Brief. Write out, from the entries below, exactly the lines that run between the lines holding "repository 72d22c88fe295a0a" and "the raw reply", inclusive, and stop there.

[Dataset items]

= = =

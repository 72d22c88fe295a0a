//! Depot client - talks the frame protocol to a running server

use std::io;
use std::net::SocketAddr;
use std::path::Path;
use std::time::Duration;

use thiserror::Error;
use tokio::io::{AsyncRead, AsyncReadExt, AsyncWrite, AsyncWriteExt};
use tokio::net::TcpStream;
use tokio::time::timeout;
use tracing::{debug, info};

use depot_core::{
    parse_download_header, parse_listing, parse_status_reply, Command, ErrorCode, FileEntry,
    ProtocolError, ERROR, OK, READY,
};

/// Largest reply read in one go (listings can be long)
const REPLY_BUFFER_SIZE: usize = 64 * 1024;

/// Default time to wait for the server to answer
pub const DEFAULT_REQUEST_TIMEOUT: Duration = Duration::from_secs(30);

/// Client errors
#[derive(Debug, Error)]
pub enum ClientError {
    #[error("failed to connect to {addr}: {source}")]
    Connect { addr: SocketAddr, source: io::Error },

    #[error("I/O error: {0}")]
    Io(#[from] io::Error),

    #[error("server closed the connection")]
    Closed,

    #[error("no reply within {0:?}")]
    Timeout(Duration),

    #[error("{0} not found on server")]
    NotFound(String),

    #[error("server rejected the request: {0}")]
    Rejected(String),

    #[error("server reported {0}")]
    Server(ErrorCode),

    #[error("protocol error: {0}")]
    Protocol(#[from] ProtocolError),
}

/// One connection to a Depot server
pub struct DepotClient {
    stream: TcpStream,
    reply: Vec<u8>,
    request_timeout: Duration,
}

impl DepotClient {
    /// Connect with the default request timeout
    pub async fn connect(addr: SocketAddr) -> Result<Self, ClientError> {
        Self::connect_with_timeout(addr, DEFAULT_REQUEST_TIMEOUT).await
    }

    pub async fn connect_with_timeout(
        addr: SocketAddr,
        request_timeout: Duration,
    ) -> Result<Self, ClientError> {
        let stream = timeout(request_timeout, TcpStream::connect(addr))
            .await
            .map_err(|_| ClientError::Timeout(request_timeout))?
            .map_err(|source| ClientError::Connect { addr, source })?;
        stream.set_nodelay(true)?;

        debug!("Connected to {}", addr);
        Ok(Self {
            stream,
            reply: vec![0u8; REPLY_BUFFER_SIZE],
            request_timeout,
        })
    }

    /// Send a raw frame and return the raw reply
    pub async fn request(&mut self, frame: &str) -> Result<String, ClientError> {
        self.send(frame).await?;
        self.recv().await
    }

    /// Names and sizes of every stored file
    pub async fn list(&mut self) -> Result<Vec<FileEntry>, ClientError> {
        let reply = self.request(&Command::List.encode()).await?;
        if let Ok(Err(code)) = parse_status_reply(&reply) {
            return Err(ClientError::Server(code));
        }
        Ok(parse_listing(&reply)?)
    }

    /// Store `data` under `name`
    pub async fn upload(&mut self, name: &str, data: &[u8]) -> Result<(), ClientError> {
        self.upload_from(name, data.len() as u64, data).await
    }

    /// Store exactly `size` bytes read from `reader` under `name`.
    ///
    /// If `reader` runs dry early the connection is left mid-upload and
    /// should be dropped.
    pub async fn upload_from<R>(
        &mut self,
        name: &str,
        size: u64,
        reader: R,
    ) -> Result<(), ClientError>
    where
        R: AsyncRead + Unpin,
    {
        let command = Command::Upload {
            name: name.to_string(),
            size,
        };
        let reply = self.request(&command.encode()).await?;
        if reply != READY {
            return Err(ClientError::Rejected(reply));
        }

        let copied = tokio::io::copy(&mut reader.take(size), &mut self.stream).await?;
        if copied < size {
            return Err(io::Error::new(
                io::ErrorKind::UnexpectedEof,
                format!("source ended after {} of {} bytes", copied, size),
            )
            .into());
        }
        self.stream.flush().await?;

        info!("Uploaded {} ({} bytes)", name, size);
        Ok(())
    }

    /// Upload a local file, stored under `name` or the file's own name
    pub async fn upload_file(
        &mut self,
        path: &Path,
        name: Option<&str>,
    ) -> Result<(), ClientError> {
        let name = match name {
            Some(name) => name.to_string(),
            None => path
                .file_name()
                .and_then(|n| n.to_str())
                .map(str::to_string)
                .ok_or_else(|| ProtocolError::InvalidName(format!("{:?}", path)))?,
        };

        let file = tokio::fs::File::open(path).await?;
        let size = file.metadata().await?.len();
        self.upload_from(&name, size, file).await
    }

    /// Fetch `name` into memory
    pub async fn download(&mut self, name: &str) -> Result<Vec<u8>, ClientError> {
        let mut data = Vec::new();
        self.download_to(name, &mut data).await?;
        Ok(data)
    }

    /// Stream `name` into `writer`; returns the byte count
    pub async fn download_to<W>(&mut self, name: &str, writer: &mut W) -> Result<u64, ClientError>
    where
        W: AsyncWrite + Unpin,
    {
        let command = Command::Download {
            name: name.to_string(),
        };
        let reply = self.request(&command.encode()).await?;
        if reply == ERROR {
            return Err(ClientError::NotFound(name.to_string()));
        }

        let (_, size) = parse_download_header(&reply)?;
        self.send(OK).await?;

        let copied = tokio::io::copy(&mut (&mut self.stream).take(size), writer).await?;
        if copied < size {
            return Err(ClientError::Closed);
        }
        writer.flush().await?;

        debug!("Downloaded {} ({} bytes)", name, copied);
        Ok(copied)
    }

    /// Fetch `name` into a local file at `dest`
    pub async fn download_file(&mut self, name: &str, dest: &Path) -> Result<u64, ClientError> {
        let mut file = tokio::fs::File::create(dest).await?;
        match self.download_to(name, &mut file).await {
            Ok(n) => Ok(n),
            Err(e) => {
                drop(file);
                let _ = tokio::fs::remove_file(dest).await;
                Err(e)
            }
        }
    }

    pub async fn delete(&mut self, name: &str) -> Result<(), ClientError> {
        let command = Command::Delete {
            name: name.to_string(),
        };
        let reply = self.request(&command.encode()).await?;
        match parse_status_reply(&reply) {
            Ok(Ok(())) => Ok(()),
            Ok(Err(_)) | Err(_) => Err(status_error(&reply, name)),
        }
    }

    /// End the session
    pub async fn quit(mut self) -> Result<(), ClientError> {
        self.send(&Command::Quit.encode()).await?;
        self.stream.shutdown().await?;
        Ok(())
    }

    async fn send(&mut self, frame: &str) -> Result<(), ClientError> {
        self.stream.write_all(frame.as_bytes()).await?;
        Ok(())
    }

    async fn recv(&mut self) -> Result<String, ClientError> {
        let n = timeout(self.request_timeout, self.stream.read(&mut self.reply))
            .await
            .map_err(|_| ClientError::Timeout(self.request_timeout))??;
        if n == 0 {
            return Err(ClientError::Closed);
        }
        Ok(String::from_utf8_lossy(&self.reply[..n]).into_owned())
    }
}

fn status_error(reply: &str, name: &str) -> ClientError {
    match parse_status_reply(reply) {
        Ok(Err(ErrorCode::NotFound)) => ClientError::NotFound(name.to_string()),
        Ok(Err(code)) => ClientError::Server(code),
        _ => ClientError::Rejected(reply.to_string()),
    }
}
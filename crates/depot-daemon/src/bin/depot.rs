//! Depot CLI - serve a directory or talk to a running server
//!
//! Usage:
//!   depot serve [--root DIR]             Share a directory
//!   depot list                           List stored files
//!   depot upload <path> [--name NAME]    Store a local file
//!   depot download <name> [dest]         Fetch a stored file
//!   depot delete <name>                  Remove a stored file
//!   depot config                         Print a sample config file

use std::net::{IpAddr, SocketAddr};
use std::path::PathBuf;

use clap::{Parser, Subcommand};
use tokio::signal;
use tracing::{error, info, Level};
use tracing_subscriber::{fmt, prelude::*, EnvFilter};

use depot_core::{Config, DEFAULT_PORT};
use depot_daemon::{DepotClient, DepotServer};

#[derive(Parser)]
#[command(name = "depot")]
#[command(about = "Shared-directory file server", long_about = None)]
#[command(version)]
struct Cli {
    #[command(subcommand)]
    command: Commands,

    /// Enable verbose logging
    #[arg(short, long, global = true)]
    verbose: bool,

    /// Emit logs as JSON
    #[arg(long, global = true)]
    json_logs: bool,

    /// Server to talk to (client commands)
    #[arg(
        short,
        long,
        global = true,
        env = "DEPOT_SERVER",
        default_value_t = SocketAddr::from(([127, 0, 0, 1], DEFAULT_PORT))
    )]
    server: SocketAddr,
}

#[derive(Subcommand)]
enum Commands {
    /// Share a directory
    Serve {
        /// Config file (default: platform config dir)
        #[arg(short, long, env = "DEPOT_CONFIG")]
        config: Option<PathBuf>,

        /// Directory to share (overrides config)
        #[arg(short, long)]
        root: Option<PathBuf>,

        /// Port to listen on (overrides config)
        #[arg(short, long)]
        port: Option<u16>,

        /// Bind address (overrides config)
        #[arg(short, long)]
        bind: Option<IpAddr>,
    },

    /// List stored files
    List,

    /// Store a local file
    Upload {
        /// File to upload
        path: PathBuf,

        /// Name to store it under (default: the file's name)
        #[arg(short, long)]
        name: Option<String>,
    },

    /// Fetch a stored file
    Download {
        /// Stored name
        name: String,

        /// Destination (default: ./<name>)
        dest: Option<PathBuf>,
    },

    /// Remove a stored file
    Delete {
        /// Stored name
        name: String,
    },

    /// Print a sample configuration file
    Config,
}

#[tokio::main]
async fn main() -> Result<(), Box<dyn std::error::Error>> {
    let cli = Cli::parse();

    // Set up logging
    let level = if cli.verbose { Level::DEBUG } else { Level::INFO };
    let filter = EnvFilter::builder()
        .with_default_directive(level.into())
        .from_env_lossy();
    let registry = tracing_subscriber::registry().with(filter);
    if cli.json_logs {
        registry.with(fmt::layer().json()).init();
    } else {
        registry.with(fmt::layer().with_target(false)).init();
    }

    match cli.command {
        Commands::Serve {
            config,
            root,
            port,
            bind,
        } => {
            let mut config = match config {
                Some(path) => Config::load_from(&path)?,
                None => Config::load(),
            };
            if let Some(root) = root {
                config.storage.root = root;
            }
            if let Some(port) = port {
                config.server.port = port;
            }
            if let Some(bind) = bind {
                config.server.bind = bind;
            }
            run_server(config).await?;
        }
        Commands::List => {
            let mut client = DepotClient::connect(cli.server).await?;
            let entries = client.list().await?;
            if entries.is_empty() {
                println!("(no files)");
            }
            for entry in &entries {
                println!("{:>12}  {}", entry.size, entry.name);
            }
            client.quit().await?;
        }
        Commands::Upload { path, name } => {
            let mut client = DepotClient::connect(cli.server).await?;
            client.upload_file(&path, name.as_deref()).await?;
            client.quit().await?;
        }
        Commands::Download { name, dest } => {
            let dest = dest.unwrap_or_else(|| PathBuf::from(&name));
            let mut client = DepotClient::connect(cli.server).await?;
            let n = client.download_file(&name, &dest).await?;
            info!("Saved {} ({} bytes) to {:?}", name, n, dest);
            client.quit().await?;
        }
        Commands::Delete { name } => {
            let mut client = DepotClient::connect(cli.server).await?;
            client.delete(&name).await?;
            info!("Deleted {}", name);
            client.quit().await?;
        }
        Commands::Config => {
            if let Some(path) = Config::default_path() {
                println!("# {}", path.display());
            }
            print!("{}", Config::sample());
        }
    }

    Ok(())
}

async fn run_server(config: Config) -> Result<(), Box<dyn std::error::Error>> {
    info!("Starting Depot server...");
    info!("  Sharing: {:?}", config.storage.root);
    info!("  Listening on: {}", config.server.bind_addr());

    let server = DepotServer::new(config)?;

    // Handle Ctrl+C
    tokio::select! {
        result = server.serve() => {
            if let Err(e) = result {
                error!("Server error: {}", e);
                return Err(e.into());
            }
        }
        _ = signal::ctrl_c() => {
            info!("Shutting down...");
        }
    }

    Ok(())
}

= = =

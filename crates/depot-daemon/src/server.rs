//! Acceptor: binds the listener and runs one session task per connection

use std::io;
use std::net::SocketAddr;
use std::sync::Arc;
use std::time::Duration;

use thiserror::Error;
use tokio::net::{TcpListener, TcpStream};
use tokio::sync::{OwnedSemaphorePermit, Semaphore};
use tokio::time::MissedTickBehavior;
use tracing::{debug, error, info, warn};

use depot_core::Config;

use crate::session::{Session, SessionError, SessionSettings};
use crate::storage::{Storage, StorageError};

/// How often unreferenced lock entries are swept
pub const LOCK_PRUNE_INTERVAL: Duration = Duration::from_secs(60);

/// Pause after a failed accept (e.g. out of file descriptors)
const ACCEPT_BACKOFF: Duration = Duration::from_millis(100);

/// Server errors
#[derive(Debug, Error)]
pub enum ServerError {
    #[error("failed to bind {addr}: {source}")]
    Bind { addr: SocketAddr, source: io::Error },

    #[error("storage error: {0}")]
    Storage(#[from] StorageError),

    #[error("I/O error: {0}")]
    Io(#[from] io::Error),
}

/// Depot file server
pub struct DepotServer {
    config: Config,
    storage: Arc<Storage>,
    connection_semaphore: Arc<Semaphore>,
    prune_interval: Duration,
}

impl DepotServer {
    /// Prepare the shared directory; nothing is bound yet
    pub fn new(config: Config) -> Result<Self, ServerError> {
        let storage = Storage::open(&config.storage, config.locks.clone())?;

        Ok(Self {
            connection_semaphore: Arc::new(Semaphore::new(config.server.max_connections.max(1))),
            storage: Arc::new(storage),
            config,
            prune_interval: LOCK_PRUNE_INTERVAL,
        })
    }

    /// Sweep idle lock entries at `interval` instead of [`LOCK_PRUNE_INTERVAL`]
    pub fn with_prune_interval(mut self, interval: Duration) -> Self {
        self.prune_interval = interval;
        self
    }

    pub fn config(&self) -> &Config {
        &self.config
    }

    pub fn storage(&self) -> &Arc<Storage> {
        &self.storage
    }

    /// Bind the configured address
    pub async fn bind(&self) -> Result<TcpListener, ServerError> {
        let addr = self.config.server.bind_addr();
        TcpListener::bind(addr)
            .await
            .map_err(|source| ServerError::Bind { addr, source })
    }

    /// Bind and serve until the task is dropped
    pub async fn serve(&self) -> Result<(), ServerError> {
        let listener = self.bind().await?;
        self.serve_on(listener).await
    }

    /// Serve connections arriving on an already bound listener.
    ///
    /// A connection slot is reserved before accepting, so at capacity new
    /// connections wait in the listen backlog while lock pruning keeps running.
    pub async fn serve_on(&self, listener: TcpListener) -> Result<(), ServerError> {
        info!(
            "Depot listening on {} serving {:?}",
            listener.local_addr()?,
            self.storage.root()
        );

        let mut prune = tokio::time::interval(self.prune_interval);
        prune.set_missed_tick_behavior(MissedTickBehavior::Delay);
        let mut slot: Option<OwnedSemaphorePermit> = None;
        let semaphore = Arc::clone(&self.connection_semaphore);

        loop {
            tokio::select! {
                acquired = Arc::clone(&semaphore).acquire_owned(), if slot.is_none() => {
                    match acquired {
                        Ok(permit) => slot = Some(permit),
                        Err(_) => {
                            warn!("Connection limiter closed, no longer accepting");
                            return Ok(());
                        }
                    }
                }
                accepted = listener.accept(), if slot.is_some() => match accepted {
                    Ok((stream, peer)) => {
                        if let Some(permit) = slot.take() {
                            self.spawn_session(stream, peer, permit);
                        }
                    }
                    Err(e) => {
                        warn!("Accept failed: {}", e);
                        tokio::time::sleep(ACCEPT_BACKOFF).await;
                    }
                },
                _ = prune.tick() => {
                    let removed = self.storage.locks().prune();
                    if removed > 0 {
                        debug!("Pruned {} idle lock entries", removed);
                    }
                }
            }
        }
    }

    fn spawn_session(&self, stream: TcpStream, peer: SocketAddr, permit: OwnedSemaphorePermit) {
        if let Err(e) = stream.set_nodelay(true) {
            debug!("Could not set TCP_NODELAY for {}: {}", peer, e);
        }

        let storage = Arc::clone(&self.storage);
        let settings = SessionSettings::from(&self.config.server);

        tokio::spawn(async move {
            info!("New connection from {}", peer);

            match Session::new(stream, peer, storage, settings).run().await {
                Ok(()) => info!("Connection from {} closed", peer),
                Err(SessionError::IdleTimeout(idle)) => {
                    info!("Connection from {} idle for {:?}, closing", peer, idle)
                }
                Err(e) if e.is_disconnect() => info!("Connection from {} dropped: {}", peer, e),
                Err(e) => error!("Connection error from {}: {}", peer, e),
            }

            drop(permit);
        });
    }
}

= = =

Problem solution.
repository 72d22c88fe295a0a
//! Depot client - talks the frame protocol to a running server

use std::io;
use std::net::SocketAddr;
use std::path::Path;
use std::time::Duration;

use thiserror::Error;
use tokio::io::{AsyncRead, AsyncReadExt, AsyncWrite, AsyncWriteExt};
use tokio::net::TcpStream;
use tokio::time::timeout;
use tracing::{debug, info};

use depot_core::{
    parse_download_header, parse_listing, parse_status_reply, Command, ErrorCode, FileEntry,
    ProtocolError, ERROR, OK, READY,
};

/// Largest reply read in one go (listings can be long)
const REPLY_BUFFER_SIZE: usize = 64 * 1024;

/// Default time to wait for the server to answer
pub const DEFAULT_REQUEST_TIMEOUT: Duration = Duration::from_secs(30);

/// Client errors
#[derive(Debug, Error)]
pub enum ClientError {
    #[error("failed to connect to {addr}: {source}")]
    Connect { addr: SocketAddr, source: io::Error },

    #[error("I/O error: {0}")]
    Io(#[from] io::Error),

    #[error("server closed the connection")]
    Closed,

    #[error("no reply within {0:?}")]
    Timeout(Duration),

    #[error("{0} not found on server")]
    NotFound(String),

    #[error("server rejected the request: {0}")]
    Rejected(String),

    #[error("server reported {0}")]
    Server(ErrorCode),

    #[error("protocol error: {0}")]
    Protocol(#[from] ProtocolError),
}

/// One connection to a Depot server
pub struct DepotClient {
    stream: TcpStream,
    reply: Vec<u8>,
    request_timeout: Duration,
}

impl DepotClient {
    /// Connect with the default request timeout
    pub async fn connect(addr: SocketAddr) -> Result<Self, ClientError> {
        Self::connect_with_timeout(addr, DEFAULT_REQUEST_TIMEOUT).await
    }

    pub async fn connect_with_timeout(
        addr: SocketAddr,
        request_timeout: Duration,
    ) -> Result<Self, ClientError> {
        let stream = timeout(request_timeout, TcpStream::connect(addr))
            .await
            .map_err(|_| ClientError::Timeout(request_timeout))?
            .map_err(|source| ClientError::Connect { addr, source })?;
        stream.set_nodelay(true)?;

        debug!("Connected to {}", addr);
        Ok(Self {
            stream,
            reply: vec![0u8; REPLY_BUFFER_SIZE],
            request_timeout,
        })
    }

    /// Send a raw frame and return the raw reply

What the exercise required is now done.